Ein Blick in die Kennzahl „Sanktionsquote“ der Metadaten Controlling SGB II führt zunächst in die Zielsetzung und Nutzen. Hierbei gilt der Grundsatz des „Forderns und Förderns“, wobei das Erstere nur durch die konsequente Anwendung der Sanktionsvorschriften erfüllt werden kann, so die BA. Ihre Daten beziehen sie dabei aus der integrierten Statistik des Leistungssystems „A2LL“ sowie aus dem Programm „xsozial 4.2.0“. Diese Programme dienen zur Darstellung der Sanktionsquoten von arbeitslosen erwerbsfähigen Leistungsberechtigten mit mindestens einer Sanktion. Zu finden ist die Kennzahl „Sanktionsquote“ unter dem Punkt „Verringerung der Hilfebedürftigkeit“.
Auf ihrer neuen Facebook Präsenz „Das bringt mich weiter“ konfrontiert ein Facebook Nutzer die BA damit, dass die Pressereferentin Huth die Sanktionsquote verneint. „Sophie“, als Admin bestätigt, dass es keine Vorgaben oder Ziele für Sanktionen in den Jobcenter gäbe. Auch werden die Mitarbeiter nicht nach der Anzahl der verhängten Sanktionen beurteilt. (…) Weiterhin wird erwähnt, dass bei der Zielkennzahl „Veränderung der Ausgaben für das Arbeitslosengeld II“ die Sanktionen nicht berücksichtigt werden, sondern der volle Regelsatz als Basis diene.
In den internen Arbeitshilfen zu Sanktionen wird dieses mit den Worten: „Sanktionen nach den §§ 31 bis 32 SGB II verfolgen nicht den Zweck, Leistungen einzusparen; sie wirken sich auch nicht auf das geschäftspolitische Ziel „Verringerung der Hilfebedürftigkeit““ formuliert.

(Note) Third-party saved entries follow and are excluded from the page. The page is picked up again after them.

use docmove::core::error::DocmoveError;
use docmove::core::executor::ContentApplier;
use docmove::core::identity::FixedIdentity;
use docmove::core::lock::LockCoordinator;
use docmove::core::migration::{MigrateOptions, Migrator};
use docmove::core::model::{
    CHANGELOG_PREFIX, ChangeRecord, ChangeType, Document, LOCK_KEY, Status, change_key,
};
use docmove::core::source::ChangeSource;
use docmove::core::store::{DocumentStore, Repository};
use docmove::plugins::memory_store::MemoryStore;
use std::cell::RefCell;
use std::collections::HashSet;
use std::time::Duration;

/// In-memory changesets: (version, description, checksum).
#[derive(Default)]
struct FakeSource {
    changes: RefCell<Vec<(String, String, Option<String>)>>,
}

impl FakeSource {
    fn with(changes: &[(&str, &str, &str)]) -> Self {
        let source = Self::default();
        for (version, description, checksum) in changes {
            source.push(version, description, checksum);
        }
        source
    }

    fn push(&self, version: &str, description: &str, checksum: &str) {
        self.changes.borrow_mut().push((
            version.to_string(),
            description.to_string(),
            Some(checksum.to_string()),
        ));
    }

    fn remove(&self, version: &str) {
        self.changes.borrow_mut().retain(|change| change.0 != version);
    }

    fn set_checksum(&self, version: &str, checksum: &str) {
        for change in self.changes.borrow_mut().iter_mut() {
            if change.0 == version {
                change.2 = Some(checksum.to_string());
            }
        }
    }

    fn set_description(&self, version: &str, description: &str) {
        for change in self.changes.borrow_mut().iter_mut() {
            if change.0 == version {
                change.1 = description.to_string();
            }
        }
    }
}

impl ChangeSource for FakeSource {
    fn describe(&self) -> String {
        "fake".to_string()
    }

    fn discover(&self) -> Result<Vec<ChangeRecord>, DocmoveError> {
        let mut records: Vec<ChangeRecord> = self
            .changes
            .borrow()
            .iter()
            .map(|(version, description, checksum)| {
                ChangeRecord::discovered(
                    version.clone(),
                    description.clone(),
                    ChangeType::Query,
                    format!("V{}__{}.n1ql", version, description.replace(' ', "_")),
                    checksum.clone(),
                )
            })
            .collect();
        records.sort_by(|a, b| a.version.cmp(&b.version));
        Ok(records)
    }

    fn read_file(&self, script: &str) -> Result<String, DocmoveError> {
        Ok(format!("-- {}", script))
    }

    fn read_documents(&self, _script: &str) -> Result<Vec<Document>, DocmoveError> {
        Ok(Vec::new())
    }
}

/// Records applied scripts; fails any script listed in `failing`.
#[derive(Default)]
struct RecordingApplier {
    applied: RefCell<Vec<String>>,
    failing: RefCell<HashSet<String>>,
    index_builds: RefCell<usize>,
    index_waits: RefCell<Vec<Duration>>,
}

impl RecordingApplier {
    fn fail_on(&self, script: &str) {
        self.failing.borrow_mut().insert(format!("-- {}", script));
    }

    fn heal(&self) {
        self.failing.borrow_mut().clear();
    }

    fn applied(&self) -> Vec<String> {
        self.applied.borrow().clone()
    }
}

impl ContentApplier for RecordingApplier {
    fn apply_documents(&self, _documents: &[Document]) -> Result<(), DocmoveError> {
        Ok(())
    }

    fn apply_query(&self, content: &str) -> Result<(), DocmoveError> {
        if self.failing.borrow().contains(content) {
            return Err(DocmoveError::ValidationError("syntax error".to_string()));
        }
        self.applied.borrow_mut().push(content.to_string());
        Ok(())
    }

    fn apply_design_doc(&self, _name: &str, _content: &str) -> Result<(), DocmoveError> {
        Ok(())
    }

    fn apply_fts_index(&self, _name: &str, _content: &str) -> Result<(), DocmoveError> {
        Ok(())
    }

    fn apply_eventing_function(&self, _name: &str, _content: &str) -> Result<(), DocmoveError> {
        Ok(())
    }

    fn build_deferred_indexes(
        &self,
        _scope: Option<&str>,
        _collection: Option<&str>,
    ) -> Result<(), DocmoveError> {
        *self.index_builds.borrow_mut() += 1;
        Ok(())
    }

    fn wait_for_indexes(&self, timeout: Duration) -> Result<(), DocmoveError> {
        self.index_waits.borrow_mut().push(timeout);
        Ok(())
    }
}

fn migrate(
    store: &MemoryStore,
    source: &FakeSource,
    applier: &RecordingApplier,
) -> Result<docmove::core::migration::MigrationReport, DocmoveError> {
    let identity = FixedIdentity("ci".to_string());
    Migrator::new(store, source, applier, &identity).migrate()
}

fn records(store: &MemoryStore) -> Vec<ChangeRecord> {
    Repository::<ChangeRecord>::new(store)
        .find_by_prefix(CHANGELOG_PREFIX)
        .expect("list change records")
}

fn record(store: &MemoryStore, version: &str) -> ChangeRecord {
    Repository::<ChangeRecord>::new(store)
        .find_one(&change_key(version))
        .expect("read change record")
        .expect("change record exists")
}

#[test]
fn fresh_store_applies_everything_with_contiguous_orders() {
    let store = MemoryStore::new();
    let source = FakeSource::with(&[
        ("1", "create", "c1"),
        ("2", "insert", "c2"),
        ("3", "index", "c3"),
    ]);
    let applier = RecordingApplier::default();

    let report = migrate(&store, &source, &applier).expect("migrate");
    assert_eq!(report.discovered, 3);
    assert_eq!(report.applied, 3);
    assert_eq!(applier.applied().len(), 3);

    let stored = records(&store);
    let orders: Vec<Option<u64>> = stored.iter().map(|r| r.order).collect();
    assert_eq!(orders, vec![Some(1), Some(2), Some(3)]);
    for r in &stored {
        assert_eq!(r.status, Some(Status::Executed));
        assert_eq!(r.runner.as_deref(), Some("ci"));
        assert!(r.timestamp.is_some());
        assert!(r.duration.is_some());
    }
    assert!(store.get(LOCK_KEY).unwrap().is_none(), "lock must be released");
}

#[test]
fn second_run_is_a_no_op() {
    let store = MemoryStore::new();
    let source = FakeSource::with(&[("1", "create", "c1"), ("2", "insert", "c2")]);
    let applier = RecordingApplier::default();

    migrate(&store, &source, &applier).expect("first run");
    let before = records(&store);

    let report = migrate(&store, &source, &applier).expect("second run");
    assert_eq!(report.applied, 0);
    assert_eq!(report.resaved, 0);
    assert_eq!(applier.applied().len(), 2, "nothing re-applied");
    assert_eq!(records(&store), before);
}

#[test]
fn older_version_after_newer_executed_is_skipped() {
    let store = MemoryStore::new();
    let applier = RecordingApplier::default();

    // Executed "2" with order 3, as left by an earlier history.
    let repo = Repository::<ChangeRecord>::new(&store);
    let mut executed = ChangeRecord::discovered(
        "2",
        "insert",
        ChangeType::Query,
        "V2__insert.n1ql",
        Some("c2".into()),
    );
    executed.status = Some(Status::Executed);
    executed.order = Some(3);
    repo.save(&executed.key(), &mut executed).unwrap();

    let source = FakeSource::with(&[("1", "late", "c1"), ("2", "insert", "c2")]);
    let report = migrate(&store, &source, &applier).expect("migrate");
    assert_eq!(report.skipped, 1);
    assert_eq!(report.applied, 0);
    assert!(applier.applied().is_empty());

    let late = record(&store, "1");
    assert_eq!(late.status, Some(Status::Skipped));
    assert_eq!(late.order, None);

    // Skipped is final, even on later runs.
    let report = migrate(&store, &source, &applier).expect("rerun");
    assert_eq!(report.skipped, 0);
    assert!(applier.applied().is_empty());

    // New work continues after the highest order.
    source.push("3", "next", "c3");
    migrate(&store, &source, &applier).expect("third run");
    assert_eq!(record(&store, "3").order, Some(4));
}

#[test]
fn modified_executed_changeset_is_refused() {
    let store = MemoryStore::new();
    let source = FakeSource::with(&[("1", "create", "c1")]);
    let applier = RecordingApplier::default();
    migrate(&store, &source, &applier).expect("first run");

    source.set_checksum("1", "tampered");
    source.push("2", "insert", "c2");
    let err = migrate(&store, &source, &applier).unwrap_err();
    assert!(
        matches!(&err, DocmoveError::ChecksumIntegrityError { version, .. } if version == "1"),
        "{err}"
    );

    assert_eq!(applier.applied().len(), 1, "nothing applied after drift");
    assert_eq!(record(&store, "1").checksum.as_deref(), Some("c1"));
    assert!(store.get(&change_key("2")).unwrap().is_none());
    assert!(store.get(LOCK_KEY).unwrap().is_none(), "lock released on failure");
}

#[test]
fn failure_halts_the_batch_and_fixed_changeset_is_retried() {
    let store = MemoryStore::new();
    let source = FakeSource::with(&[
        ("1", "create", "c1"),
        ("2", "broken", "c2"),
        ("3", "after", "c3"),
    ]);
    let applier = RecordingApplier::default();
    applier.fail_on("V2__broken.n1ql");

    let err = migrate(&store, &source, &applier).unwrap_err();
    assert!(
        matches!(&err, DocmoveError::ExecutionError { version, .. } if version == "2"),
        "{err}"
    );
    assert_eq!(record(&store, "1").status, Some(Status::Executed));
    let failed = record(&store, "2");
    assert_eq!(failed.status, Some(Status::Failed));
    assert_eq!(failed.order, None);
    assert!(store.get(&change_key("3")).unwrap().is_none(), "fail fast");
    assert!(store.get(LOCK_KEY).unwrap().is_none());

    // A fixed failed changeset is retried and takes the next order.
    applier.heal();
    source.set_checksum("2", "c2-fixed");
    let report = migrate(&store, &source, &applier).expect("retry");
    assert_eq!(report.applied, 2);

    let retried = record(&store, "2");
    assert_eq!(retried.status, Some(Status::Executed));
    assert_eq!(retried.order, Some(2));
    assert_eq!(retried.checksum.as_deref(), Some("c2-fixed"));
    assert_eq!(record(&store, "3").order, Some(3));
}

#[test]
fn description_change_is_saved_without_reapplying() {
    let store = MemoryStore::new();
    let source = FakeSource::with(&[("1", "create", "c1")]);
    let applier = RecordingApplier::default();
    migrate(&store, &source, &applier).expect("first run");

    source.set_description("1", "create users");
    let report = migrate(&store, &source, &applier).expect("second run");
    assert_eq!(report.resaved, 1);
    assert_eq!(report.applied, 0);
    assert_eq!(applier.applied().len(), 1);

    let updated = record(&store, "1");
    assert_eq!(updated.description, "create users");
    assert_eq!(updated.script, "V1__create_users.n1ql");
    assert_eq!(updated.status, Some(Status::Executed));
    assert_eq!(updated.order, Some(1));
}

#[test]
fn migration_is_denied_while_another_runner_holds_the_lock() {
    let store = MemoryStore::new();
    let other = FixedIdentity("other-host".to_string());
    let mut held = LockCoordinator::new(&store, &other);
    assert!(held.acquire_lock().unwrap());

    let source = FakeSource::with(&[("1", "create", "c1")]);
    let applier = RecordingApplier::default();
    let err = migrate(&store, &source, &applier).unwrap_err();
    assert!(
        matches!(&err, DocmoveError::LockAcquisitionDenied { holder } if holder == "other-host"),
        "{err}"
    );
    assert!(applier.applied().is_empty());
    assert!(records(&store).is_empty());
    assert!(held.is_lock_acquired().unwrap(), "holder keeps its lock");
}

#[test]
fn empty_source_still_runs_index_hooks_and_releases_lock() {
    let store = MemoryStore::new();
    let source = FakeSource::default();
    let applier = RecordingApplier::default();
    let identity = FixedIdentity("ci".to_string());

    let report = Migrator::new(&store, &source, &applier, &identity)
        .with_options(MigrateOptions {
            build_deferred_indexes: true,
            wait_for_indexes: Some(Duration::from_secs(5)),
            ..MigrateOptions::default()
        })
        .migrate()
        .expect("migrate");

    assert_eq!(report.discovered, 0);
    assert_eq!(*applier.index_builds.borrow(), 1);
    assert_eq!(*applier.index_waits.borrow(), vec![Duration::from_secs(5)]);
    assert!(store.is_empty());
}

#[test]
fn index_hooks_are_off_by_default() {
    let store = MemoryStore::new();
    let source = FakeSource::with(&[("1", "create", "c1")]);
    let applier = RecordingApplier::default();
    migrate(&store, &source, &applier).expect("migrate");
    assert_eq!(*applier.index_builds.borrow(), 0);
    assert!(applier.index_waits.borrow().is_empty());
}

#[test]
fn executed_records_missing_from_source_still_bound_version_and_order() {
    let store = MemoryStore::new();
    let source = FakeSource::with(&[
        ("1", "create", "c1"),
        ("2", "insert", "c2"),
        ("3", "index", "c3"),
    ]);
    let applier = RecordingApplier::default();
    migrate(&store, &source, &applier).expect("first run");

    source.remove("3");
    source.push("2.5", "late", "c25");
    source.push("4", "next", "c4");
    let report = migrate(&store, &source, &applier).expect("second run");
    assert_eq!(report.skipped, 1);
    assert_eq!(report.applied, 1);

    let late = record(&store, "2.5");
    assert_eq!(late.status, Some(Status::Skipped));
    assert_eq!(late.order, None);
    assert_eq!(record(&store, "3").order, Some(3));
    assert_eq!(record(&store, "4").order, Some(4));
    assert!(!applier.applied().iter().any(|s| s.contains("V2.5__")));
}

#[test]
fn reset_checksum_is_adopted_without_reapplying() {
    let store = MemoryStore::new();
    let repo = Repository::<ChangeRecord>::new(&store);
    let mut executed = ChangeRecord::discovered(
        "1",
        "create",
        ChangeType::Query,
        "V1__create.n1ql",
        None,
    );
    executed.status = Some(Status::Executed);
    executed.order = Some(1);
    repo.save(&executed.key(), &mut executed).unwrap();

    let source = FakeSource::with(&[("1", "create", "c1")]);
    let applier = RecordingApplier::default();
    let report = migrate(&store, &source, &applier).expect("migrate");
    assert_eq!(report.resaved, 1);
    assert_eq!(report.applied, 0);
    assert!(applier.applied().is_empty());

    let stored = record(&store, "1");
    assert_eq!(stored.checksum.as_deref(), Some("c1"));
    assert_eq!(stored.order, Some(1));
    assert_eq!(stored.status, Some(Status::Executed));
}

#[test]
fn versions_compare_as_strings() {
    let store = MemoryStore::new();
    let source = FakeSource::with(&[("9", "nine", "c9")]);
    let applier = RecordingApplier::default();
    migrate(&store, &source, &applier).expect("first run");

    // "10" sorts before "9", so it is never applied.
    source.push("10", "ten", "c10");
    let report = migrate(&store, &source, &applier).expect("second run");
    assert_eq!(report.skipped, 1);
    assert_eq!(report.applied, 0);

    let ten = record(&store, "10");
    assert_eq!(ten.status, Some(Status::Skipped));
    assert_eq!(ten.order, None);
    assert_eq!(applier.applied().len(), 1);
}
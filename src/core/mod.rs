//! Core of docmove: the change log model, the store lock, reconciliation and
//! the apply loop.
//!
//! Everything here talks to its collaborators through traits
//! ([`store::DocumentStore`], [`source::ChangeSource`],
//! [`executor::ContentApplier`], [`identity::IdentityProvider`]); concrete
//! implementations live in [`crate::plugins`].

pub mod config;
pub mod db;
pub mod error;
pub mod executor;
pub mod identity;
pub mod lock;
pub mod migration;
pub mod model;
pub mod reconcile;
pub mod source;
pub mod store;
pub mod time;
//! In-process document store.
//!
//! Same contract as the SQLite store, without durability. Used by tests and by
//! callers embedding the engine against a store they mirror themselves.

use crate::core::error::DocmoveError;
use crate::core::model::CasToken;
use crate::core::store::{DocumentStore, StoredDocument};
use serde_json::Value as JsonValue;
use std::collections::BTreeMap;
use std::sync::Mutex;

#[derive(Default)]
struct Inner {
    docs: BTreeMap<String, StoredDocument>,
    revision: u64,
}

impl Inner {
    fn next_cas(&mut self) -> CasToken {
        self.revision += 1;
        CasToken(self.revision)
    }
}

#[derive(Default)]
pub struct MemoryStore {
    inner: Mutex<Inner>,
}

impl MemoryStore {
    pub fn new() -> Self {
        Self::default()
    }

    pub fn len(&self) -> usize {
        self.inner.lock().map(|i| i.docs.len()).unwrap_or(0)
    }

    pub fn is_empty(&self) -> bool {
        self.len() == 0
    }

    fn with_inner<R>(&self, f: impl FnOnce(&mut Inner) -> R) -> Result<R, DocmoveError> {
        let mut inner = self
            .inner
            .lock()
            .map_err(|_| DocmoveError::ValidationError("MemoryStore lock poisoned".to_string()))?;
        Ok(f(&mut inner))
    }
}

impl DocumentStore for MemoryStore {
    fn name(&self) -> String {
        "memory".to_string()
    }

    fn get(&self, key: &str) -> Result<Option<StoredDocument>, DocmoveError> {
        self.with_inner(|inner| inner.docs.get(key).cloned())
    }

    fn save(&self, key: &str, body: &JsonValue) -> Result<CasToken, DocmoveError> {
        self.with_inner(|inner| {
            let cas = inner.next_cas();
            inner.docs.insert(
                key.to_string(),
                StoredDocument {
                    body: body.clone(),
                    cas,
                },
            );
            cas
        })
    }

    fn check_and_save(
        &self,
        key: &str,
        body: &JsonValue,
        expected: Option<CasToken>,
    ) -> Result<CasToken, DocmoveError> {
        self.with_inner(|inner| {
            let current = inner.docs.get(key).map(|d| d.cas);
            if current != expected {
                return Err(DocmoveError::ConflictError {
                    key: key.to_string(),
                });
            }
            let cas = inner.next_cas();
            inner.docs.insert(
                key.to_string(),
                StoredDocument {
                    body: body.clone(),
                    cas,
                },
            );
            Ok(cas)
        })?
    }

    fn delete(&self, key: &str) -> Result<(), DocmoveError> {
        self.with_inner(|inner| {
            inner.docs.remove(key);
        })
    }

    fn list_prefix(&self, prefix: &str) -> Result<Vec<(String, StoredDocument)>, DocmoveError> {
        self.with_inner(|inner| {
            inner
                .docs
                .range(prefix.to_string()..)
                .take_while(|(k, _)| k.starts_with(prefix))
                .map(|(k, v)| (k.clone(), v.clone()))
                .collect()
        })
    }
}
//! Store-held pessimistic lock serializing migration runs across processes.
//!
//! The lock is a single document at [`LOCK_KEY`]. Acquisition is a
//! read-then-CAS write, so of several racing processes exactly one wins and
//! the others see `false` immediately. There is no waiting or retry here;
//! callers decide whether to try again later.
//!
//! A process holds the lock only while the stored `uuid` equals the token it
//! generated on acquisition. Anyone else trying to release gets
//! [`DocmoveError::LockReleaseError`] and must use [`LockCoordinator::force_release_lock`].

use crate::core::error::DocmoveError;
use crate::core::identity::IdentityProvider;
use crate::core::model::{LOCK_KEY, LockRecord};
use crate::core::store::{DocumentStore, Repository};
use crate::core::time;
use tracing::{error, info, warn};

pub struct LockCoordinator<'a> {
    repository: Repository<'a, LockRecord>,
    identity: &'a dyn IdentityProvider,
    uuid: Option<String>,
}

impl<'a> LockCoordinator<'a> {
    pub fn new(store: &'a dyn DocumentStore, identity: &'a dyn IdentityProvider) -> Self {
        Self {
            repository: Repository::new(store),
            identity,
            uuid: None,
        }
    }

    /// Tries once to take the lock. `Ok(false)` means another process holds it
    /// or won the race.
    pub fn acquire_lock(&mut self) -> Result<bool, DocmoveError> {
        info!(store = %self.repository.store_name(), "Trying to acquire change log lock");

        let mut lock = match self.repository.find_one(LOCK_KEY)? {
            None => LockRecord::default(),
            Some(existing) if existing.locked => {
                warn!(
                    holder = existing.runner.as_deref().unwrap_or("unknown"),
                    "Change log lock is already held"
                );
                return Ok(false);
            }
            Some(existing) => existing,
        };

        let token = time::new_lock_token();
        lock.locked = true;
        lock.uuid = Some(token.clone());
        lock.runner = Some(self.identity.runner());
        lock.timestamp = Some(time::now_epoch_millis());

        match self.repository.check_and_save(LOCK_KEY, &mut lock) {
            Ok(()) => {}
            Err(DocmoveError::ConflictError { .. }) => {
                warn!(
                    holder = %self.holder()?,
                    "Another process acquired the change log lock first"
                );
                return Ok(false);
            }
            Err(e) => return Err(e),
        }

        self.uuid = Some(token);
        info!("Successfully acquired change log lock");
        Ok(true)
    }

    /// Whether the stored lock is held by this coordinator.
    pub fn is_lock_acquired(&self) -> Result<bool, DocmoveError> {
        let Some(lock) = self.repository.find_one(LOCK_KEY)? else {
            return Ok(false);
        };
        if !lock.locked {
            return Ok(false);
        }
        if lock.uuid.is_none() || lock.uuid != self.uuid {
            warn!("Change log lock is held by another process");
            return Ok(false);
        }
        Ok(true)
    }

    /// Releases a lock this coordinator holds.
    pub fn release_lock(&mut self) -> Result<(), DocmoveError> {
        if !self.is_lock_acquired()? {
            return Err(DocmoveError::LockReleaseError);
        }
        self.force_release_lock()
    }

    /// Deletes the lock whoever holds it. Operator recovery only.
    pub fn force_release_lock(&mut self) -> Result<(), DocmoveError> {
        self.repository.delete(LOCK_KEY)?;
        self.uuid = None;
        info!("Successfully released change log lock");
        Ok(())
    }

    /// Runner recorded on the current lock, or `unknown`.
    pub fn holder(&self) -> Result<String, DocmoveError> {
        Ok(self
            .repository
            .find_one(LOCK_KEY)?
            .and_then(|l| l.runner)
            .unwrap_or_else(|| "unknown".to_string()))
    }

    /// The stored lock record, if any.
    pub fn current(&self) -> Result<Option<LockRecord>, DocmoveError> {
        self.repository.find_one(LOCK_KEY)
    }

    /// Acquires the lock and returns a guard releasing it on every exit path.
    pub fn acquire_scoped(&mut self) -> Result<Option<LockGuard<'_, 'a>>, DocmoveError> {
        if self.acquire_lock()? {
            Ok(Some(self.guard()))
        } else {
            Ok(None)
        }
    }

    /// Guards a lock already taken with [`LockCoordinator::acquire_lock`].
    pub fn guard(&mut self) -> LockGuard<'_, 'a> {
        LockGuard {
            coordinator: self,
            released: false,
        }
    }
}

/// Holds the lock until [`LockGuard::release`] or drop.
///
/// Drop cannot report failures, so it only logs them; call `release` where the
/// error matters.
pub struct LockGuard<'c, 'a> {
    coordinator: &'c mut LockCoordinator<'a>,
    released: bool,
}

impl LockGuard<'_, '_> {
    pub fn release(mut self) -> Result<(), DocmoveError> {
        self.released = true;
        self.coordinator.release_lock()
    }
}

impl Drop for LockGuard<'_, '_> {
    fn drop(&mut self) {
        if self.released {
            return;
        }
        if let Err(e) = self.coordinator.release_lock() {
            error!(error = %e, "Failed to release change log lock");
        }
    }
}
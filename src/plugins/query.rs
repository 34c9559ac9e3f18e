//! Splitting of query scripts into individual statements.

use regex::Regex;
use std::sync::LazyLock;

/// `-- …` line comments and `/* … */` block comments.
static COMMENT_PATTERN: LazyLock<Regex> =
    LazyLock::new(|| Regex::new(r"(?s)(--[^\n]*)|(/\*.*?\*/)").unwrap());

/// Extracts the `;`-separated statements of `content`, ignoring `-- …` line
/// comments and `/* … */` block comments. Empty statements are dropped.
pub fn extract_requests(content: &str) -> Vec<String> {
    let without_comments = COMMENT_PATTERN.replace_all(content, "");
    without_comments
        .split(';')
        .map(str::trim)
        .filter(|s| !s.is_empty())
        .map(str::to_string)
        .collect()
}
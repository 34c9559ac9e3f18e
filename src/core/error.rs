use rusqlite;
use std::io;
use thiserror::Error;

#[derive(Error, Debug)]
pub enum DocmoveError {
    #[error("SQLite error: {0}")]
    RusqliteError(#[from] rusqlite::Error),
    #[error("I/O error: {0}")]
    IoError(#[from] io::Error),
    #[error("JSON error: {0}")]
    JsonError(#[from] serde_json::Error),
    #[error("Configuration error: {0}")]
    ConfigError(String),
    #[error("Unable to acquire lock (held by '{holder}')")]
    LockAcquisitionDenied { holder: String },
    #[error("Unable to release lock acquired by another process")]
    LockReleaseError,
    #[error(
        "Change log version '{version}' checksum doesn't match, verify whether script '{script}' was modified"
    )]
    ChecksumIntegrityError { version: String, script: String },
    #[error("Unable to apply change log '{version}::{description}': {reason}")]
    ExecutionError {
        version: String,
        description: String,
        reason: String,
    },
    #[error("Change source error: {0}")]
    DiscoverySourceError(String),
    #[error("Concurrent modification of document '{key}'")]
    ConflictError { key: String },
    #[error("Validation error: {0}")]
    ValidationError(String),
}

Nun lassen sich zwei Darstellungen finden: auf der einen Seite arbeitet die BA im Rahmen der Statistikerfassung von Sanktionen unter der Kennzahl „Verringerung der Hilfebedürftigkeit“, auf der anderen Seite wirken sich diese Zahlen nicht als geschäftspolitisches Ziel innerhalb der „Verringung der Hilfebedürftigkeit“ aus, so „Sophie“.
Telefonische Anfragen bei Geschäftsführungen eines Jobcenters in Nordrhein-Westfalen und im Osten ergaben die Aussagen, dass die Sanktionsquoten statistisch erfasst werden, jedoch keine festgesetzte Quote erreicht werden müsse. Allerdings bestätigten beide Jobcenter, dass sie in regelmäßigen Abständen bei Geschäftsführersitzungen Rechenschaft über ihre Quote ablegen müssen und bei niedrigen Quoten eine mündliche „Rüge“ erhielten, wenn die Quote zu niedrig sei. Es folgt der Zeigefinger, dass eventuell nicht konsequent auf die Sanktionsregelungen geachtet werde.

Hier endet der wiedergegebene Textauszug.